Diversification Opportunities for Consumer Discretionary and Global X
0.29 | Correlation Coefficient |
Modest diversification
The 3 months correlation between Consumer and Global is 0.29. Overlapping area represents the amount of risk that can be diversified away by holding Consumer Discretionary Select and Global X Funds in the same portfolio, assuming nothing else is changed. The correlation between historical prices or returns on Global X Funds and Consumer Discretionary is a relative statistical measure of the degree to which these equity instruments tend to move together. The correlation coefficient measures the extent to which returns on Consumer Discretionary Select are associated (or correlated) with Global X. Values of the correlation coefficient range from -1 to +1, where. The correlation of zero (0) is possible when the price movement of Global X Funds has no effect on the direction of Consumer Discretionary i.e., Consumer Discretionary and Global X go up and down completely randomly.

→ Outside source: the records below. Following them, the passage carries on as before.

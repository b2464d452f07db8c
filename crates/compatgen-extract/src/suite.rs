//! Test suite entry point detection

use crate::error::ExtractError;
use regex::Regex;
use std::sync::LazyLock;

/// Captures the function name up to the parameter list in `func Name(`
static FUNC_NAME: LazyLock<Regex> =
    LazyLock::new(|| Regex::new(r"func\s+(.*)\(").expect("suite function pattern is valid"));

/// Finds the suite entry point: the function taking the test context parameter
pub struct SuiteExtractor<'a> {
    signature: &'a str,
}

impl<'a> SuiteExtractor<'a> {
    /// `signature` is the parameter list that identifies the entry point,
    /// e.g. `(t *testing.T)`
    pub fn new(signature: &'a str) -> Self {
        Self { signature }
    }

    /// Return the name of the first function whose declaration carries the
    /// signature. One suite per file is assumed and not checked further.
    pub fn extract(&self, lines: &[String]) -> Result<String, ExtractError> {
        let (index, line) = lines
            .iter()
            .map(|line| line.trim())
            .enumerate()
            .find(|(_, line)| line.contains(self.signature))
            .ok_or_else(|| ExtractError::SuiteNotFound {
                signature: self.signature.to_string(),
            })?;

        let name = FUNC_NAME
            .captures(line)
            .and_then(|caps| caps.get(1))
            .map(|m| m.as_str().to_string())
            .ok_or_else(|| ExtractError::SuiteNameUnparsable {
                line: index + 1,
                text: line.to_string(),
            })?;

        tracing::debug!(suite = %name, line = index + 1, "found test suite entry point");
        Ok(name)
    }
}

Pair Corralation between Consumer Discretionary and Global X
Considering the 90-day investment horizon Consumer Discretionary is expected to generate 1.07 times less return on investment than Global X. In addition to that, Consumer Discretionary is 1.23 times more volatile than Global X Funds. It trades about 0.11 of its total potential returns per unit of risk. Global X Funds is currently generating about 0.14 per unit of volatility. If you would invest 2,695 in Global X Funds on September 23, 2024 and sell it today you would earn a total of 1,080 from holding Global X Funds or generate 40.07% return on investment over 90 days.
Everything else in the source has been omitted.